Chuck, would you care to comment on the progress, achievements and challenges of the ongoing USCG recapitalization efforts (NSCs, FRCs, fixed wing and rotary wing assets, UAS, etc.) vs. the acquisition programs that were proposed for the defunct Deepwater Program. How does the ongoing acquisition stack up against Deepwater in terms of proposed costs and final costs, completion dates, and program of record deliveries,etc?
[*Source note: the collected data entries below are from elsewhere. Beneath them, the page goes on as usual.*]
//! Gatekeeper Console - application layer of the IAM console
//!
//! Everything a console view needs, without the view:
//!
//! - Per-entity resource stores with request lifecycle state
//! - The principal's session and permission list
//! - A client-side authorization gate (advisory, never a security boundary)
//! - Relationship-assignment flows and permission simulation
//! - Page controllers that gate mutations before they reach the network
//!
//! ## Architecture
//!
//! - **Transport** (gatekeeper-client): HTTP, session storage, typed routes
//! - **Application** (this crate): cached state and user-facing operations
//! - **Presentation** (gatekeeper-cli): command-line front end

pub mod assignment;
pub mod auth;
pub mod dashboard;
pub mod gate;
pub mod groups;
pub mod pages;
pub mod reconcile;
pub mod roles;
pub mod simulation;
pub mod state;
pub mod store;

pub use assignment::{
    available, AssignedEntry, GroupRoleFlow, GroupUserFlow, RolePermissionFlow, SuccessBanner,
    BANNER_TTL,
};
pub use auth::{AuthState, AuthStore};
pub use dashboard::{module_name, DashboardPage, ModuleActions, PermissionSummary};
pub use gate::{has_permission, Gate};
pub use pages::{
    GroupsPage, ModulesPage, PermissionsPage, ResourcePage, RolesPage, UsersPage,
};
pub use simulation::{SimulationState, Simulator};
pub use state::{Lifecycle, OperationOutcome, OperationPhase, StoreState};
pub use store::{GroupStore, ModuleStore, PermissionStore, ResourceStore, RoleStore, UserStore};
The objectives have not changed much, but deliveries have been long delayed and much of remains to be done. We currently still have no land based UAS system and no operational OPCs. Asking contractors to tell us what we need was frankly stupid but it was a popular choice at the time. We still have not recovered.
More significantly for the country the Navy still has not recoovered from the dismantling of their in house design and development capability.
Another report. Maybe a bit more info. https://www.militaryaerospace.com/unmanned/article/14283673/unmanned-sensors-reconnaissance
And where specifically is “Unit Price” mentioned?/! It quotes ~$191.8-Mln. split into 38 “small” and “medium” drones, followed by 13 RQ-21A “Blackjacks” and 25 “ScanEagles”, as well as 48 RQ-21A’s and ScanEagles! Two groupings of Drones, Small and Medium with no description of what Small and Medium actually means, and which grouping types are the “Blackjack” and “ScanEagles” in the Small and Medium description…
You miss read it. It 48 drones in total13 Blackjacks and 25 ScanEagles plus 48 sensor packages “48 RQ-21A and ScanEagle payloads and turrets” so 48 fully equipped drones for $191,835,973. Certainly the Blackjacks cost more than the Scan Eagles but it does provide a rough idea for these relatively small drones, about $4M. It provides order of magnitude, not a specific price for each.
Forty-eight drones in two different sizes!/? How do you get a Unit Price for one drone if there are two different sizes of drones with different electronic packages for each mission variant…
@Secundius, reread my previous answer.